Molecular models for the nine class-II heme peroxidases (AA2) found in the P. cinnabarinus genome. MnP models (A-C) present a Mn²⁺ oxidation site characteristic of typical MnPs, formed by two glutamates and one aspartate at the internal heme propionate region; LiP models (D-G) exhibit a Trp residue exposed to the solvent, which has been involved in high-redox-potential aromatic compound oxidation by typical LiPs; the VP model (H) obtained for the only peroxidase of this family identified in the genome analysis evidences both the Mn²⁺ oxidation site and the Trp residue exposed to the solvent, characteristic of members of this class-II family; the atypical VP (I) contains an aspartate residue (Asp36) in a position occupied by a glutamate in VPs and MnPs.

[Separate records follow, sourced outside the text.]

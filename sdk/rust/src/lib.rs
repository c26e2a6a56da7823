//! Typed client for the portfolio site's JSON API.

pub mod client;

pub use client::{
    Mount, NavItem, NavigationResponse, ResolveResponse, RoutesResponse, SiteClient, SystemStatus,
};
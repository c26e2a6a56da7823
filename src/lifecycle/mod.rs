//! Lifecycle management subsystem.
//!
//! # Data Flow
//! ```text
//! Startup (startup.rs):
//!     Load config → Validate → Build registry → Start watcher → Serve
//!
//! Shutdown (shutdown.rs):
//!     Trigger → every subscriber's receiver resolves → server drains
//!
//! Signals (signals.rs):
//!     Ctrl+C / SIGTERM or an explicit trigger → graceful shutdown
//! ```
//!
//! # Design Decisions
//! - Fail fast: any startup error is fatal
//! - Listener binds last, after the registry is built

pub mod shutdown;
pub mod signals;
pub mod startup;

pub use shutdown::Shutdown;
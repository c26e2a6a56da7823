//! Route matching logic.
//!
//! # Responsibilities
//! - Match a requested path exactly against a route path
//! - Match a requested path by string prefix (root excluded on both sides)
//! - Pick a single route from the flattened registry
//!
//! # Design Decisions
//! - Path matching is case-sensitive, plain string comparison
//! - No regex, O(n) scan over the flattened routes
//! - Not found is `None`, never an error
//! - Tie-break between exact and prefix matches is a [`MatchStrategy`]

use serde::{Deserialize, Serialize};

use crate::routing::descriptor::{RouteDescriptor, ROOT_PATH};

/// Trait for matching a requested path against one route.
pub trait Matcher: Send + Sync + std::fmt::Debug {
    /// Returns true if `requested` selects `route`.
    fn matches(&self, route: &RouteDescriptor, requested: &str) -> bool;
}

/// Matches when the requested path equals the route path.
#[derive(Debug, Clone, Copy, Default)]
pub struct ExactMatcher;

impl Matcher for ExactMatcher {
    fn matches(&self, route: &RouteDescriptor, requested: &str) -> bool {
        route.path == requested
    }
}

/// Matches when the requested path starts with the route path.
/// The root path never matches by prefix, nor is it matched by prefix.
#[derive(Debug, Clone, Copy, Default)]
pub struct PrefixMatcher;

impl Matcher for PrefixMatcher {
    fn matches(&self, route: &RouteDescriptor, requested: &str) -> bool {
        requested.starts_with(route.path.as_str()) && !route.is_root() && requested != ROOT_PATH
    }
}

/// Combines multiple matchers with OR semantics.
#[derive(Debug)]
pub struct AnyMatcher {
    matchers: Vec<Box<dyn Matcher>>,
}

impl AnyMatcher {
    pub fn new(matchers: Vec<Box<dyn Matcher>>) -> Self {
        Self { matchers }
    }
}

impl Matcher for AnyMatcher {
    fn matches(&self, route: &RouteDescriptor, requested: &str) -> bool {
        self.matchers.iter().any(|m| m.matches(route, requested))
    }
}

/// How exact and prefix matches are ordered against each other.
#[derive(Debug, Clone, Copy, PartialEq, Eq, Default, Serialize, Deserialize)]
#[serde(rename_all = "snake_case")]
pub enum MatchStrategy {
    /// Scan the whole set for an exact match, then scan again for a prefix match.
    #[default]
    ExactFirst,

    /// Single scan with exact OR prefix; the first route satisfying either
    /// wins, so an earlier prefix match shadows a later exact match.
    FirstMatch,
}

/// Which condition selected the route.
#[derive(Debug, Clone, Copy, PartialEq, Eq, Serialize)]
#[serde(rename_all = "snake_case")]
pub enum MatchKind {
    Exact,
    Prefix,
}

impl MatchKind {
    pub fn as_str(&self) -> &'static str {
        match self {
            MatchKind::Exact => "exact",
            MatchKind::Prefix => "prefix",
        }
    }
}

/// A resolved route.
#[derive(Debug, Clone, Copy, PartialEq, Eq)]
pub struct RouteMatch<'a> {
    pub route: &'a RouteDescriptor,
    pub kind: MatchKind,
}

/// Resolves requested paths against a flattened route list.
#[derive(Debug)]
pub struct RouteMatcher {
    strategy: MatchStrategy,
    combined: AnyMatcher,
}

impl RouteMatcher {
    pub fn new(strategy: MatchStrategy) -> Self {
        Self {
            strategy,
            combined: AnyMatcher::new(vec![Box::new(ExactMatcher), Box::new(PrefixMatcher)]),
        }
    }

    pub fn strategy(&self) -> MatchStrategy {
        self.strategy
    }

    /// Find the route for `requested` in `flattened` (pre-order registry order).
    pub fn resolve<'a>(
        &self,
        requested: &str,
        flattened: &[&'a RouteDescriptor],
    ) -> Option<RouteMatch<'a>> {
        match self.strategy {
            MatchStrategy::ExactFirst => {
                let exact = flattened
                    .iter()
                    .find(|r| ExactMatcher.matches(r, requested))
                    .map(|r| RouteMatch { route: *r, kind: MatchKind::Exact });

                exact.or_else(|| {
                    flattened
                        .iter()
                        .find(|r| PrefixMatcher.matches(r, requested))
                        .map(|r| RouteMatch { route: *r, kind: MatchKind::Prefix })
                })
            }
            MatchStrategy::FirstMatch => flattened
                .iter()
                .find(|r| self.combined.matches(r, requested))
                .map(|r| RouteMatch {
                    route: *r,
                    kind: if ExactMatcher.matches(r, requested) {
                        MatchKind::Exact
                    } else {
                        MatchKind::Prefix
                    },
                }),
        }
    }
}

impl Clone for RouteMatcher {
    fn clone(&self) -> Self {
        Self::new(self.strategy)
    }
}

impl Default for RouteMatcher {
    fn default() -> Self {
        Self::new(MatchStrategy::default())
    }
}

/// Whether a navigation link should be highlighted for the current path.
///
/// Same exact-or-prefix rule as route matching; neither side may be root or
/// empty for a prefix hit.
pub fn is_active(link: &str, current: &str) -> bool {
    current == link
        || (current.starts_with(link)
            && link != ROOT_PATH
            && current != ROOT_PATH
            && !link.is_empty()
            && !current.is_empty())
}
//! Hot reload of the site configuration.
//!
//! A change to the config file is parsed and validated off the request path.
//! Only configurations that pass validation are forwarded; a broken edit
//! leaves the running site untouched.

use std::path::{Path, PathBuf};
use std::time::Duration;

use notify::{Config, Event, EventKind, RecommendedWatcher, RecursiveMode, Watcher};
use tokio::sync::mpsc;

use crate::config::loader::load_config;
use crate::config::schema::SiteConfig;

/// Watches one config file and publishes validated reloads.
pub struct ConfigWatcher {
    path: PathBuf,
    updates: mpsc::UnboundedSender<SiteConfig>,
}

impl ConfigWatcher {
    /// Returns the watcher and the receiving end for reloaded configs.
    pub fn new(path: &Path) -> (Self, mpsc::UnboundedReceiver<SiteConfig>) {
        let (updates, rx) = mpsc::unbounded_channel();
        let watcher = Self {
            path: path.to_path_buf(),
            updates,
        };
        (watcher, rx)
    }

    /// Start watching. The returned handle must be kept alive.
    pub fn run(self) -> Result<RecommendedWatcher, notify::Error> {
        let path = self.path.clone();
        let updates = self.updates;

        let handler = move |res: notify::Result<Event>| match res {
            Ok(event) if is_content_change(&event.kind) => reload(&path, &updates),
            Ok(_) => {}
            Err(e) => tracing::error!(error = %e, "Config watch error"),
        };

        let mut watcher = RecommendedWatcher::new(
            handler,
            Config::default().with_poll_interval(Duration::from_secs(2)),
        )?;
        watcher.watch(&self.path, RecursiveMode::NonRecursive)?;

        tracing::info!(path = %self.path.display(), "Config watcher started");
        Ok(watcher)
    }
}

fn is_content_change(kind: &EventKind) -> bool {
    kind.is_modify() || kind.is_create()
}

fn reload(path: &Path, updates: &mpsc::UnboundedSender<SiteConfig>) {
    match load_config(path) {
        Ok(config) => {
            tracing::info!(
                path = %path.display(),
                strategy = ?config.routing.strategy,
                "Config reloaded"
            );
            if updates.send(config).is_err() {
                tracing::debug!("Config receiver dropped, ignoring reload");
            }
        }
        Err(e) => {
            tracing::error!(error = %e, "Config reload rejected, keeping current configuration");
        }
    }
}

Two axial histidines, one acting as heme iron ligand (proximal histidine) and the second (distal histidine) contributing to the heme reaction with peroxide, together with an arginine residue characterizing class-II peroxidases are also shown in the nine molecular homology models. Four disulfide bridges are depicted as green sticks. These homology models were obtained at the Swiss-Model protein-homology server [83] using P. eryngii VPL (PDB entries 4FCS, 2VKA and 3FJW) and P. chrysosporium LiPH2 and LiPH8 (PDB entries 1LLP, 1B80 and 1B82) crystal structures as templates.